By far the largest in terms of population amongst the 7 states that make up India’s resource-rich north-eastern region, Assam is also the land link for all the other states of the region with the rest of India. ULFA-I is the largest remaining active insurgency in the north-east region.
The peace and stability that the mainstreaming of the ULFA-I will bring to Assam will equally percolate to all other neighbouring states. It will also enable quicker and more efficient implementation of India’s Act East programme, which when completed promises to transform the region’s hitherto sluggish economy.
The ceasefire announced by ULFA-I’s commander-in-chief Paresh Baruah on 15 May appears to have been the result of parleys between Baruah and Himanta Biswa Sarma, the newly appointed Chief Minister of Assam, that have been going on for the past several months. Sarma has been Prime Minister Narendra Modi’s man on the ground in the north east, and his dedication and effectiveness have been rewarded with the Chief Minister’s chair.
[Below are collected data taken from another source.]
/// Load generation token.
///
/// Advanced every time a list is rebuilt. Anything tagged with an older
/// generation is stale and must be dropped instead of merged.
#[derive(Copy, Clone, Debug, Default, PartialEq, Eq, PartialOrd, Ord, Hash)]
pub struct Generation(u64);

impl Generation {
    pub const fn initial() -> Self {
        Generation(0)
    }

    pub fn next(self) -> Self {
        Generation(self.0.wrapping_add(1))
    }

    pub fn get(self) -> u64 {
        self.0
    }
}

impl std::fmt::Display for Generation {
    fn fmt(&self, f: &mut std::fmt::Formatter<'_>) -> std::fmt::Result {
        write!(f, "gen#{}", self.0)
    }
}
//! A list widget's logic for the features of one store, synchronized with a
//! host map view: selection in either direction, configurable activities,
//! on-demand geometry and navigation.

pub mod activity;
pub mod component;
pub mod config;
pub mod error;
pub mod events;
pub mod host;
pub mod model;
pub mod navigation;
pub mod projector;
pub mod selection;
mod state;

#[cfg(test)]
mod testing;

pub use activity::*;
pub use component::*;
pub use config::*;
pub use error::*;
pub use events::*;
pub use host::*;
pub use model::*;
pub use navigation::*;
pub use projector::*;
pub use selection::*;
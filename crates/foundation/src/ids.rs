use serde::{Deserialize, Serialize};

/// Stable identity a feature store assigns to one record.
///
/// Stores key records either by integer object ids or by string keys, so both
/// are accepted. The `Display` form is the canonical string used for list item
/// values.
#[derive(Debug, Clone, PartialEq, Eq, PartialOrd, Ord, Hash, Serialize, Deserialize)]
#[serde(untagged)]
pub enum FeatureId {
    Int(i64),
    Text(String),
}

impl std::fmt::Display for FeatureId {
    fn fmt(&self, f: &mut std::fmt::Formatter<'_>) -> std::fmt::Result {
        match self {
            FeatureId::Int(n) => write!(f, "{n}"),
            FeatureId::Text(s) => f.write_str(s),
        }
    }
}

impl From<i64> for FeatureId {
    fn from(n: i64) -> Self {
        FeatureId::Int(n)
    }
}

impl From<i32> for FeatureId {
    fn from(n: i32) -> Self {
        FeatureId::Int(i64::from(n))
    }
}

impl From<&str> for FeatureId {
    fn from(s: &str) -> Self {
        FeatureId::Text(s.to_string())
    }
}

impl From<String> for FeatureId {
    fn from(s: String) -> Self {
        FeatureId::Text(s)
    }
}
//! Filesystem utilities.

use std::fs;
use std::io::{self, Write};
use std::path::Path;

use anyhow::{Context, Result};

/// Whether the call created the entry or found it already there.
#[derive(Debug, Clone, Copy, PartialEq, Eq)]
pub enum Created {
    New,
    AlreadyExists,
}

/// Create a directory and any missing parents.
///
/// An existing directory is success. Any other I/O error propagates.
pub fn create_dir_idempotent(path: &Path) -> Result<Created> {
    if path.is_dir() {
        return Ok(Created::AlreadyExists);
    }
    match fs::create_dir_all(path) {
        Ok(()) => Ok(Created::New),
        Err(e) if e.kind() == io::ErrorKind::AlreadyExists && path.is_dir() => {
            Ok(Created::AlreadyExists)
        }
        Err(e) => Err(e).with_context(|| format!("failed to create directory: {}", path.display())),
    }
}

/// Write a file only if nothing exists at `path` yet.
///
/// Existing files are never touched.
pub fn write_if_absent(path: &Path, contents: &str) -> Result<Created> {
    if entry_exists(path) {
        return Ok(Created::AlreadyExists);
    }
    match fs::OpenOptions::new().write(true).create_new(true).open(path) {
        Ok(mut file) => {
            file.write_all(contents.as_bytes())
                .with_context(|| format!("failed to write file: {}", path.display()))?;
            Ok(Created::New)
        }
        Err(e) if e.kind() == io::ErrorKind::AlreadyExists => Ok(Created::AlreadyExists),
        Err(e) => Err(e).with_context(|| format!("failed to write file: {}", path.display())),
    }
}

/// Whether any filesystem entry exists at `path`.
///
/// Unlike [`Path::exists`], a dangling symbolic link counts as an entry.
pub fn entry_exists(path: &Path) -> bool {
    fs::symlink_metadata(path).is_ok()
}

/// Create a directory symlink at `dst` pointing to `src`, unless `dst` exists.
pub fn symlink_idempotent(src: &Path, dst: &Path) -> Result<Created> {
    if entry_exists(dst) {
        return Ok(Created::AlreadyExists);
    }
    match symlink_dir(src, dst) {
        Ok(()) => Ok(Created::New),
        Err(e) if e.kind() == io::ErrorKind::AlreadyExists => Ok(Created::AlreadyExists),
        Err(e) => Err(e).with_context(|| {
            format!("failed to link {} -> {}", dst.display(), src.display())
        }),
    }
}

#[cfg(unix)]
fn symlink_dir(src: &Path, dst: &Path) -> io::Result<()> {
    std::os::unix::fs::symlink(src, dst)
}

#[cfg(windows)]
fn symlink_dir(src: &Path, dst: &Path) -> io::Result<()> {
    std::os::windows::fs::symlink_dir(src, dst)
}
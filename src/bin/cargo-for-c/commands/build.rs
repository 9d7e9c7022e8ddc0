//! `cargo-for-c build` command

use anyhow::Result;

use crate::cli::BuildArgs;
use cargo_for_c::core::{require_project, BuildTarget};
use cargo_for_c::ops::{build_project, BuildOptions};
use cargo_for_c::util::shell::Status;
use cargo_for_c::util::{GlobalContext, Shell, SystemRunner};

pub fn execute(args: BuildArgs, gctx: &GlobalContext, shell: &Shell) -> Result<()> {
    let ctx = require_project(gctx.cwd())?;
    let config = gctx.config_for(ctx.root());

    let opts = BuildOptions {
        target: BuildTarget::from_release_flag(args.release),
        offline: args.offline,
    };

    let result = build_project(&ctx, &config, opts, &mut SystemRunner, shell)?;

    if shell.is_verbose() {
        shell.status(Status::Info, format!("binary at {}", result.binary.display()));
    }

    Ok(())
}
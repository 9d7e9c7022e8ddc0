//! Dependency sources.

pub mod git;

pub use git::GitSource;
The empowerment of Sarma, apparently, was accompanied by the expectation that he would tackle the rankling insurgencies dotting the north-east. First on the list was ULFA-I. PM Modi has been keen for quite some time that the ULFA-I chapter is closed once and for all. In January this year his government had reiterated its call that the ULFA-I give up arms and hold talks with the government for a peaceful resolution of its grievances.
Baruah, at that time, had communicated his reluctant to negotiate unless the government of India assured him in writing that the issue of Assam’s sovereignty, a long-standing demand of ULFA, would be on the table.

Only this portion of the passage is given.